From that perspective, I can see why you would not like folks that insist on AA being a monopoly, but I'm curious about that position. I've seen a lot of people that hate AA and a lot of people that think it saved their lives, but I've never seen anyone say that AA must be the only way to sobriety. What's the angle?



I can't speak from first hand experience or actual knowledge, but I've seen several articles over the years about AA being the only US court approved treatment, leaving some people with the choice of accepting only AA or jail. Atheists in particular have commented on this, but also people that take issues with certain other AA stances (such as "you will forever be an alcoholic").

I have no idea if this was federal, state, or local courts.


> "you will forever be an alcoholic"

That doesn't seem like an unjustified statement to me. I'm not an alcoholic, but I am a food addict and the experience of losing half my body weight and keeping it off for years has only reinforced, to me, the idea that I will always be a food addict.


Many agree with you. I've not encountered an addiction myself, (yet, at least, knock on wood), so I have no stance one way or another, but I've read accounts where many people have experiences similar to yours, and yet there are others that (claim to, at least) encounter it like an illness. They were sick, got treated, and now are not sick. Perhaps the Sinclair method that others discuss does that, breaking the longing for the alcohol, perhaps not.

From where I sit, if you're in a place where you are no longer suffering and others are no longer suffering, you get to define how you relate to the problem you had. Having your only option be a group that insists you must be a victim when you don't agree feels wrong. Now, do we have real people in that situation - not a perma-alcoholic but somehow being forced to join AA or go to jail?. I don't know.


>you will forever be an alcoholic

I believe that this is the current medical understand of alcoholism as well.

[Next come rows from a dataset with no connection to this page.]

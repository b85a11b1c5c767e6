use std::ops::Deref;
use std::sync::Arc;

use api::StoreClient;

#[derive(Debug)]
pub struct AppStateData {
    pub client: StoreClient,
}

/// The stable, non-reactive application state: one shared client handle.
#[derive(Clone, Debug)]
pub struct AppState(Arc<AppStateData>);

impl Deref for AppState {
    type Target = AppStateData;

    fn deref(&self) -> &Self::Target {
        &self.0
    }
}

impl AppState {
    pub fn new() -> Self {
        Self(Arc::new(AppStateData {
            client: StoreClient::default(),
        }))
    }
}

impl Default for AppState {
    fn default() -> Self {
        Self::new()
    }
}
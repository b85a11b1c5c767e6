// File: src/components/empty_state.rs
use dioxus::prelude::*;

#[derive(PartialEq, Clone, Props)]
pub struct EmptyStateProps {
    title: String,
    #[props(default)]
    description: Option<String>,
    #[props(default)]
    primary_action: Option<Element>,
    #[props(default)]
    icon: Option<Element>,
}

/// The placeholder shown when a listing returns no items.
#[component]
pub fn EmptyState(props: EmptyStateProps) -> Element {
    rsx! {
        div {
            class: "empty-state",
            if let Some(icon) = props.icon {
                div { class: "empty-state-icon", {icon} }
            }
            h4 { "{props.title}" }
            if let Some(desc) = props.description {
                p { "{desc}" }
            }
            if let Some(action) = props.primary_action {
                div { {action} }
            }
        }
    }
}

You may have encountered these people casually in passing but not read anything from AA proponents. Basically every AA proponent I’ve ever read from tows the party line that it is the only viable treatment. Many of them disparage and suppress alternatives like the Sinclair method.


This is completely contrary to anything officially published by Alcoholics Anonymous. Possibly "proponents" have their own opinions but AA itself specifically states in its that it does not have a monopoly on recovery from alcoholism.

http://www.aagrapevine.org/node/34635

That's one example. It is also in the main text.


AA's "Big Book" says "Rarely have we seen a person fail who has thoroughly followed our path. Those who do not recover are people who cannot or will not completely give themselves to this simple program, usually men and women who are constitutionally incapable of be­ing honest with themselves."[1] In other words, "it works if you work it". They may not say that AA is the only way to sobriety, but why would you need anything else?